Belfast Telegraph

Philip Carson: Injury made me doubt if I'd ever even attend another game, says ex-Glentoran ace

By Laure James

Philip Carson - ring any bells? Following a battle with injury which the former Glentoran ace told himself was career-ending, he's edging towards a reprieve from the four-year nightmare.

Portadown boss Niall Currie has now given him a route back to the fold, having torn up Carson's last contract just weeks after bringing him to Ards in 2012.

Carson's world was turned upside down when, during the first match of pre-season against PSNI, he sustained a cruciate knee injury which would eventually exile him for years.

Complications during rehabilitation compounded his misery andm shelving his dream of a comeback, Carson binned his boots - which, to this day, he is yet to replace - and cancelled his contract.

"There was definitely a point where I never thought I would come back," he said. "The surgeon at Musgrave Park Hospital didn't tell me I'd never play again, as players do come back from injuries such as these, but I wasn't sure.

"After the operation, I was furious. If I could have, I would have kicked over anything I saw out of anger. I threw my boots out because at that point I never thought I would have a need for them again.

"I phoned Niall and cancelled my contract. I had only just signed and only just come home from a fortnight's holiday in Mexico.

"In fact, I had texted Niall the night before and asked if I could sit out the match, as I had jet-lag and didn't feel very fresh. He said he wanted just half an hour from me, which was fair enough. Five minutes in, I had jumped for a header and that was it."

Having already pocketed an Irish League winner's medal with Glentoran in 2009 and earned a reputation for himself as a tenacious midfielder, Carson was looking forward to embarking upon a new phase in his career - and life.

He and wife Kelly had become parents for the first time, welcoming son Charlie just two months prior to the injury.

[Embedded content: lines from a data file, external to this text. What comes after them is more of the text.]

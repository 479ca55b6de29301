use axum::{
    Extension, Form, Json,
    extract::{Path, Query, State},
    http::header,
    response::{IntoResponse, Redirect, Response},
};
use tracing::{info, warn};

use yatube_db::PostFilter;
use yatube_types::api::{
    Claims, CommentFormData, FeedContext, FieldErrors, GroupContext, PageQuery, PostDetailContext,
    PostFormContext, PostFormData, ProfileContext,
};
use yatube_types::models::{Author, Post};

use crate::error::ApiError;
use crate::forms::{clean_comment, clean_post, post_form_initial};
use crate::middleware::{Requester, percent_encode};
use crate::paginator::paginate_posts;
use crate::state::{AppState, blocking};

/// GET /
///
/// Every post, newest first. Served from the page cache while fresh.
pub async fn index(
    State(state): State<AppState>,
    Query(query): Query<PageQuery>,
) -> Result<Response, ApiError> {
    let cache_key = query.page.clone().unwrap_or_default();
    let body = match state.index_cache.get(&cache_key) {
        Some(body) => body,
        None => {
            let per_page = state.page_size;
            let page_obj = blocking(&state, move |repo| {
                paginate_posts(repo, PostFilter::All, per_page, query.page.as_deref())
            })
            .await?;
            let body = serde_json::to_string(&FeedContext { page_obj })
                .map_err(anyhow::Error::from)?;
            state.index_cache.put(&cache_key, body.clone());
            body
        }
    };

    Ok(([(header::CONTENT_TYPE, "application/json")], body).into_response())
}

/// GET /group/{slug}/
pub async fn group_posts(
    State(state): State<AppState>,
    Path(slug): Path<String>,
    Query(query): Query<PageQuery>,
) -> Result<Json<GroupContext>, ApiError> {
    let per_page = state.page_size;
    let context = blocking(&state, move |repo| {
        let Some(group) = repo.get_group_by_slug(&slug)? else {
            return Ok(None);
        };
        let page_obj =
            paginate_posts(repo, PostFilter::Group(group.id), per_page, query.page.as_deref())?;
        Ok(Some(GroupContext { group, page_obj }))
    })
    .await?
    .ok_or(ApiError::NotFound("group"))?;

    Ok(Json(context))
}

/// GET /profile/{username}/
pub async fn profile(
    State(state): State<AppState>,
    Path(username): Path<String>,
    Query(query): Query<PageQuery>,
    Extension(requester): Extension<Requester>,
) -> Result<Json<ProfileContext>, ApiError> {
    let per_page = state.page_size;
    let viewer = requester.user_id();
    let context = blocking(&state, move |repo| {
        let Some(user) = repo.get_user_by_username(&username)? else {
            return Ok(None);
        };
        let filter = PostFilter::Author(user.id);
        let page_obj = paginate_posts(repo, filter, per_page, query.page.as_deref())?;
        let following = match viewer {
            Some(viewer) => repo.is_following(viewer, user.id)?,
            None => false,
        };
        Ok(Some(ProfileContext {
            author: Author::from(&user),
            count: page_obj.count,
            following,
            page_obj,
        }))
    })
    .await?
    .ok_or(ApiError::NotFound("user"))?;

    Ok(Json(context))
}

/// GET /posts/{post_id}/
pub async fn post_detail(
    State(state): State<AppState>,
    Path(post_id): Path<String>,
) -> Result<Json<PostDetailContext>, ApiError> {
    let post_id = parse_id(&post_id)?;
    let context = blocking(&state, move |repo| {
        let Some(post) = repo.get_post(post_id)? else {
            return Ok(None);
        };
        let count = repo.count_posts(PostFilter::Author(post.author.id))?;
        let comments = repo.list_comments(post.id)?;
        Ok(Some(PostDetailContext {
            post,
            count,
            comments,
            form: CommentFormData::default(),
        }))
    })
    .await?
    .ok_or(ApiError::NotFound("post"))?;

    Ok(Json(context))
}

/// GET /create/
pub async fn post_create_form(State(state): State<AppState>) -> Result<Response, ApiError> {
    render_form(&state, PostFormData::default(), FieldErrors::new(), None).await
}

/// POST /create/
pub async fn post_create(
    State(state): State<AppState>,
    Extension(claims): Extension<Claims>,
    Form(data): Form<PostFormData>,
) -> Result<Response, ApiError> {
    let author_id = claims.sub;
    let submitted = data.clone();
    let outcome = blocking(&state, move |repo| match clean_post(&submitted, repo)? {
        Ok(draft) => repo.create_post(author_id, &draft).map(Ok),
        Err(errors) => Ok(Err(errors)),
    })
    .await?;

    match outcome {
        Ok(post) => {
            info!("Post {} created by {}", post.id, claims.username);
            Ok(Redirect::to(&profile_url(&claims.username)).into_response())
        }
        Err(errors) => render_form(&state, data, errors, None).await,
    }
}

/// GET /posts/{post_id}/edit/
pub async fn post_edit_form(
    State(state): State<AppState>,
    Path(post_id): Path<String>,
    Extension(claims): Extension<Claims>,
) -> Result<Response, ApiError> {
    let post = match load_own_post(&state, &post_id, &claims).await? {
        Ok(post) => post,
        Err(redirect) => return Ok(redirect),
    };
    let initial = post_form_initial(&post);
    render_form(&state, initial, FieldErrors::new(), Some(post)).await
}

/// POST /posts/{post_id}/edit/
pub async fn post_edit(
    State(state): State<AppState>,
    Path(post_id): Path<String>,
    Extension(claims): Extension<Claims>,
    Form(data): Form<PostFormData>,
) -> Result<Response, ApiError> {
    let post = match load_own_post(&state, &post_id, &claims).await? {
        Ok(post) => post,
        Err(redirect) => return Ok(redirect),
    };

    let id = post.id;
    let submitted = data.clone();
    let outcome = blocking(&state, move |repo| match clean_post(&submitted, repo)? {
        Ok(draft) => repo.update_post(id, &draft).map(Ok),
        Err(errors) => Ok(Err(errors)),
    })
    .await?;

    match outcome {
        Ok(Some(_)) => Ok(Redirect::to(&post_url(id)).into_response()),
        // deleted between the ownership check and the update
        Ok(None) => Err(ApiError::NotFound("post")),
        Err(errors) => render_form(&state, data, errors, Some(post)).await,
    }
}

/// POST /posts/{post_id}/comment/
///
/// Author and post always come from the request context, never the form.
/// Invalid comments are dropped and the client lands back on the post.
pub async fn add_comment(
    State(state): State<AppState>,
    Path(post_id): Path<String>,
    Extension(claims): Extension<Claims>,
    Form(data): Form<CommentFormData>,
) -> Result<Response, ApiError> {
    let post_id = parse_id(&post_id)?;
    let author_id = claims.sub;
    let text = clean_comment(&data);

    let found = blocking(&state, move |repo| {
        if repo.get_post(post_id)?.is_none() {
            return Ok(false);
        }
        if let Ok(text) = text {
            repo.create_comment(post_id, author_id, &text)?;
        }
        Ok(true)
    })
    .await?;

    if !found {
        return Err(ApiError::NotFound("post"));
    }
    Ok(Redirect::to(&post_url(post_id)).into_response())
}

pub fn profile_url(username: &str) -> String {
    format!("/profile/{}/", percent_encode(username))
}

pub fn post_url(post_id: i64) -> String {
    format!("/posts/{}/", post_id)
}

/// Path ids that aren't integers can't name a post.
fn parse_id(raw: &str) -> Result<i64, ApiError> {
    raw.parse().map_err(|_| ApiError::NotFound("post"))
}

/// Fetch a post for editing. Non-authors get a redirect to the index
/// (the inner `Err`) rather than an error.
async fn load_own_post(
    state: &AppState,
    raw_id: &str,
    claims: &Claims,
) -> Result<Result<Post, Response>, ApiError> {
    let post_id = parse_id(raw_id)?;
    let post = blocking(state, move |repo| repo.get_post(post_id))
        .await?
        .ok_or(ApiError::NotFound("post"))?;

    if post.author.id != claims.sub {
        warn!(
            "User {} tried to edit post {} owned by {}",
            claims.username, post.id, post.author.username
        );
        return Ok(Err(Redirect::to("/").into_response()));
    }
    Ok(Ok(post))
}

async fn render_form(
    state: &AppState,
    form: PostFormData,
    errors: FieldErrors,
    post: Option<Post>,
) -> Result<Response, ApiError> {
    let groups = blocking(state, |repo| repo.list_groups()).await?;
    Ok(Json(PostFormContext {
        form,
        errors,
        is_edit: post.is_some(),
        post,
        groups,
    })
    .into_response())
}
mod config;

use std::sync::Arc;

use tower_http::cors::CorsLayer;
use tower_http::trace::TraceLayer;
use tracing::info;

use yatube_api::cache::PageCache;
use yatube_api::state::{AppState, AppStateInner};
use yatube_db::Database;

use crate::config::Config;

#[tokio::main]
async fn main() -> anyhow::Result<()> {
    // Load .env if present
    let _ = dotenvy::dotenv();

    // Init logging
    tracing_subscriber::fmt()
        .with_env_filter(
            tracing_subscriber::EnvFilter::try_from_default_env()
                .unwrap_or_else(|_| "yatube=debug,tower_http=debug".into()),
        )
        .init();

    let config = Config::from_env()?;

    // Init database
    let db = Database::open(&config.db_path)?;

    let state: AppState = Arc::new(AppStateInner {
        repo: Arc::new(db),
        jwt_secret: config.jwt_secret.clone(),
        page_size: config.page_size,
        index_cache: PageCache::new(config.index_cache_ttl),
    });

    let app = yatube_api::router(state)
        .layer(CorsLayer::permissive())
        .layer(TraceLayer::new_for_http());

    let addr = config.addr()?;
    info!("Yatube listening on {}", addr);
    info!(
        "Page size {}, index cache {}s",
        config.page_size,
        config.index_cache_ttl.as_secs()
    );

    let listener = tokio::net::TcpListener::bind(addr).await?;
    axum::serve(listener, app)
        .with_graceful_shutdown(shutdown_signal())
        .await?;

    Ok(())
}

async fn shutdown_signal() {
    let ctrl_c = tokio::signal::ctrl_c();
    #[cfg(unix)]
    {
        let mut sigterm =
            match tokio::signal::unix::signal(tokio::signal::unix::SignalKind::terminate()) {
                Ok(sigterm) => sigterm,
                Err(e) => {
                    tracing::warn!("Could not install SIGTERM handler: {}", e);
                    ctrl_c.await.ok();
                    info!("Received Ctrl+C, shutting down...");
                    return;
                }
            };
        tokio::select! {
            _ = ctrl_c => info!("Received Ctrl+C, shutting down..."),
            _ = sigterm.recv() => info!("Received SIGTERM, shutting down..."),
        }
    }
    #[cfg(not(unix))]
    {
        ctrl_c.await.ok();
        info!("Received Ctrl+C, shutting down...");
    }
}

"I was looking forward to Charlie being old enough to come to a game. I started telling myself I'd never be able to play in front of him."

The lifeline came via his childhood friend and fellow Portadown midfielder Robert Garrett.

"Ribs messaged me to say Niall was interested in signing me and I couldn't believe it. I rang Niall, just for a chat really and without any expectation, but it was all sorted within days.

"To think there's a chance I could play another senior game again, with what is in my eyes probably the biggest Irish League club outside of Belfast, and to have my son watching, is so exciting."

Reporting for senior duty once again, however, is not as straightforward as it sounds.

Blowing his cheeks out and rolling his eyes when asked if he's nervous about playing after such a hiatus, the prospect of making a return to the white line is clearly a daunting one for Carson.

"I'm terrified, thinking of that just makes my stomach flip. I know I will be the most nervous I've ever been," he said.

"I can imagine myself probably throwing up before it. Will I cope with it, will I be able to keep up, will I still have it, and I'll be questioning myself right up until I go out there and get my first touch. After that, I am sure I will settle, but I am genuinely worried about the first game back.

"At the same time, I'm desperate to get back out there. I went to see Portadown play Glenavon a few weeks ago and I wanted so badly to be out there with everyone."

While his contract says he's a Portadown player, Carson admits he will not truly 'belong' until he's called into a squad.

"Even though I was at the game, I couldn't bring myself to be a part of it. There's a line between what you can do simply because you're now part of the set-up, and one thing I couldn't bear was watching them warm-up, chat with the coaches and applaud the fans.

"When I arrived at the ground, hearing the music from the dressing room really cut deep.

"It's amazing when I think of how long it's been since I even watched football. I'm a Glentoran and Liverpool fan, and love the game, but I couldn't face going after the injury. I went to the Oval a couple of times to watch the Glens, but I didn't enjoy it.

"I really struggled with that, trying to make the most of a bad situation just made it feel worse.

"I'm good friends with Gary Haveron too and am so pleased he's in charge there but, before having a chat with Niall, I still never thought I would have the inclination to go to an Irish League game again."

Shamrock Park physiotherapist Chris Loughran is the man tasked with assessing Carson's progress and assisting him on the road to recovery.

"I have a four-week programme with Chris and the big thing will be trying to develop my hamstring as I had part of the muscle cut out in the operation.

"After some strength and conditioning, I should be in a position to take in some drills and when Chris says I'm ready for a game, I'd like to break myself in with an under-20s match first.

"I might not be chasing shadows like I used to be for a while, but I can't wait to give it a try. I just need to buy some boots!"